ST. JOHN’S, NL — In his famous TED talk Start With Why, Simon Sinek encourages business leaders to find a central mission that can guide their decision-making.

This guiding principle will, in turn, enable them to offer better products and services to their customers. It’s a great exercise in understanding what motivates you to do what you do and how you can better serve the people who care about your business.

Thinking about the library, I know many of my friends and family often imagine childhood afternoons spent looking at books with parents and caregivers and I’m glad the library holds a place in their hearts. as a cherished institution with happy memories.

However, I would like to ask you a question: in the age of information and Google, why do we have libraries? What is the purpose of the library?

In our current historical moment, we see a variety of new challenges emerging, including rampant inflation and feelings of displacement, disconnection and loneliness. There have been fewer gatherings, parties, and celebrations over the past two years — all those things that help us feel fulfilled and connected to those around us.

Although I don’t mean to say that libraries are the answer to these problems, they can be a good starting point.

Entrance to the library is and always has been free. Spending a morning, an afternoon or a whole day in our agencies does not cost a penny.

At a time when daily costs are higher than ever, having a place to go outside your home for an hour or two is a godsend. I find it hard to think of other places where I can go sit, drink my coffee and relax on my own that doesn’t cost me anything.

As the coming home year approaches, I know that many families across the province will be returning for the first time in a long time and locals will be eager to get out of town for a night or two. With rising prices for gas and everyday goods, browsing the local library while on vacation can also be a great money-saving measure. You can also borrow a book, DVD, board game or a host of other local special collections from across the province to enrich your vacation.

One of the things the pandemic has done is highlight the need for community – to get to know the people around you and to connect with others. One of the main functions of our libraries is to provide province-wide programs to their communities. This is part of our service model. Although branches can vary greatly in size and staff, the library can be a place where people can gather in a safe and free environment.

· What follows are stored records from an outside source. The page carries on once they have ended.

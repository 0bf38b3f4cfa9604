//! Application edits: ACLs, policies, capabilities and application orgs.

use crate::config_tx::ConfigTx;
use crate::error::{Error, Result};
use crate::organization::{optional_payload, Address, OrgKind, Organization};
use chanconf_msp::Msp;
use chanconf_tree::payload::{Acls, AnchorPeer, AnchorPeers, ApiResource};
use chanconf_tree::schema::{ACLS_KEY, ADMINS_POLICY_KEY, ANCHOR_PEERS_KEY, APPLICATION_GROUP_KEY};
use chanconf_tree::{Policy, Scope, ValuePayload};
use std::collections::BTreeMap;

const APPLICATION: &[&str] = &[APPLICATION_GROUP_KEY];

impl ConfigTx {
    /// Resource name to policy reference.
    pub fn acls(&self) -> Result<BTreeMap<String, String>> {
        Ok(self
            .current_acls()?
            .acls
            .into_iter()
            .map(|(name, resource)| (name, resource.policy_ref))
            .collect())
    }

    /// Add ACLs, replacing the policy reference of names already present.
    pub fn add_acls(&mut self, acls: impl IntoIterator<Item = (String, String)>) -> Result<()> {
        let mut current = self.current_acls()?;
        for (name, policy_ref) in acls {
            current.acls.insert(name, ApiResource { policy_ref });
        }
        self.write_acls("add ACLs", current)
    }

    /// Remove ACLs by name; every name must be present.
    pub fn remove_acls<S: AsRef<str>>(&mut self, names: &[S]) -> Result<()> {
        let mut current = self.current_acls()?;
        for name in names {
            let name = name.as_ref();
            if current.acls.remove(name).is_none() {
                return Err(Error::not_found("ACL", name));
            }
        }
        self.write_acls("remove ACLs", current)
    }

    fn current_acls(&self) -> Result<Acls> {
        let group = self.group(APPLICATION)?;
        match optional_payload(group, Scope::Application, ACLS_KEY)? {
            Some(payload) => Ok(payload.into_acls()?),
            None => Ok(Acls::default()),
        }
    }

    fn write_acls(&mut self, what: &str, acls: Acls) -> Result<()> {
        let payload = ValuePayload::Acls(acls);
        self.edit(what, |edit| {
            edit.put_payload(APPLICATION, ACLS_KEY, &payload, ADMINS_POLICY_KEY)
        })
    }

    pub fn application_policies(&self) -> Result<BTreeMap<String, Policy>> {
        self.policies_at(APPLICATION)
    }

    pub fn add_application_policy(
        &mut self,
        mod_policy: &str,
        name: &str,
        policy: Policy,
    ) -> Result<()> {
        self.edit("add application policy", |edit| {
            edit.add_policy(APPLICATION, mod_policy, name, policy)
        })
    }

    pub fn remove_application_policy(&mut self, name: &str) -> Result<()> {
        self.edit("remove application policy", |edit| {
            edit.remove_policy(APPLICATION, name)
        })
    }

    pub fn application_capabilities(&self) -> Result<Vec<String>> {
        self.capabilities_at(APPLICATION)
    }

    pub fn add_application_capability(&mut self, capability: &str) -> Result<()> {
        self.edit("add application capability", |edit| {
            edit.add_capability(APPLICATION, capability)
        })
    }

    pub fn remove_application_capability(&mut self, capability: &str) -> Result<()> {
        self.edit("remove application capability", |edit| {
            edit.remove_capability(APPLICATION, capability)
        })
    }

    pub fn application_org(&self, name: &str) -> Result<Organization> {
        let group = self.group(&[APPLICATION_GROUP_KEY, name])?;
        Organization::from_group(name, group, OrgKind::Application)
    }

    pub fn add_application_org(&mut self, org: &Organization) -> Result<()> {
        let group = org.to_group(OrgKind::Application)?;
        self.edit("add application org", |edit| {
            edit.add_group(APPLICATION, &org.name, group)
        })
    }

    pub fn remove_application_org(&mut self, name: &str) -> Result<()> {
        self.edit("remove application org", |edit| {
            edit.remove_group(APPLICATION, name)
        })
    }

    pub fn add_application_org_policy(
        &mut self,
        org: &str,
        mod_policy: &str,
        name: &str,
        policy: Policy,
    ) -> Result<()> {
        self.edit("add application org policy", |edit| {
            edit.add_policy(&[APPLICATION_GROUP_KEY, org], mod_policy, name, policy)
        })
    }

    pub fn remove_application_org_policy(&mut self, org: &str, name: &str) -> Result<()> {
        self.edit("remove application org policy", |edit| {
            edit.remove_policy(&[APPLICATION_GROUP_KEY, org], name)
        })
    }

    pub fn anchor_peers(&self, org: &str) -> Result<Vec<Address>> {
        Ok(self.application_org(org)?.anchor_peers)
    }

    pub fn add_anchor_peer(&mut self, org: &str, peer: Address) -> Result<()> {
        let mut peers = self.anchor_peers(org)?;
        if peers.contains(&peer) {
            return Err(Error::already_exists("anchor peer", peer.to_string()));
        }
        peers.push(peer);
        self.write_anchor_peers(org, "add anchor peer", &peers)
    }

    pub fn remove_anchor_peer(&mut self, org: &str, peer: &Address) -> Result<()> {
        let mut peers = self.anchor_peers(org)?;
        let before = peers.len();
        peers.retain(|p| p != peer);
        if peers.len() == before {
            return Err(Error::not_found("anchor peer", peer.to_string()));
        }
        self.write_anchor_peers(org, "remove anchor peer", &peers)
    }

    fn write_anchor_peers(&mut self, org: &str, what: &str, peers: &[Address]) -> Result<()> {
        let payload = ValuePayload::AnchorPeers(AnchorPeers {
            anchor_peers: peers.iter().map(AnchorPeer::from).collect(),
        });
        self.edit(what, |edit| {
            edit.put_payload(
                &[APPLICATION_GROUP_KEY, org],
                ANCHOR_PEERS_KEY,
                &payload,
                ADMINS_POLICY_KEY,
            )
        })
    }

    /// MSP of an application org; `NotFound` when the org has only a
    /// placeholder.
    pub fn application_msp(&self, org: &str) -> Result<Msp> {
        self.application_org(org)?
            .msp
            .ok_or_else(|| Error::not_found("MSP", org))
    }

    /// Replace an application org's MSP. The MSP name cannot change.
    pub fn update_application_msp(&mut self, org: &str, msp: Msp) -> Result<()> {
        self.update_msp(&[APPLICATION_GROUP_KEY, org], OrgKind::Application, msp)
    }
}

As the coming home year approaches, I know that many families across the province will be returning for the first time in a long time and locals will be eager to get out of town for a night or two. With rising prices for gas and everyday goods, browsing the local library while on vacation can also be a great money-saving measure. You can also borrow a book, DVD, board game or a host of other local special collections from across the province to enrich your vacation.


You can use our spaces for many things: study, read, do research, meet friends, attend a program or just hang out. You can also get involved as a volunteer by joining a local library board and helping make decisions on behalf of your community branch.

Library space is not necessarily the library’s greatest asset, but those of us who work at the library know that our branches have great potential to serve as gathering places and community centers.

In other parts of the country and the world, this is very often the case.

One of the most important things we do is provide ways for people to stay connected. This includes a variety of sources of information, although, perhaps most notably, all of our sites offer free public Wi-Fi and computers for your use.

Public internet access is crucial, especially given the number of government and public services that have shifted primarily to online rather than in-person models since 2020. Being able to access high-speed internet and our libraries make this possible for thousands of people. people from Newfoundland and Labrador every day.

Even if you don’t plan to use a computer or access the Internet, our staff is waiting for you at all of our locations. Face-to-face connection is also important and we are happy to serve you in person.

Of course, we also provide tens of thousands of articles, including print and digital fiction and non-fiction titles, audio and e-books, local, national and international newspapers via Pressreader and many other types of documents in our print and digital collections.

Our libraries exist to meet the needs of the people of the province. Yes, everyone, including you.

When I think of the library, I think of my community. I think of all my neighbours, the people I pass on the sidewalk on my way to work and the people I stand in line with at the grocery store.

I encourage you to get out and use your public library this month, whether it’s to attend a program, borrow an item, get a map, meet someone new, or just enjoy our space.

After all, the library should be a reflection of its community, because the why of the library is the people.

It’s us.

It’s you.


Sarah Bartlett is the Eastern Regional Librarian for Newfoundland and Labrador Public Libraries.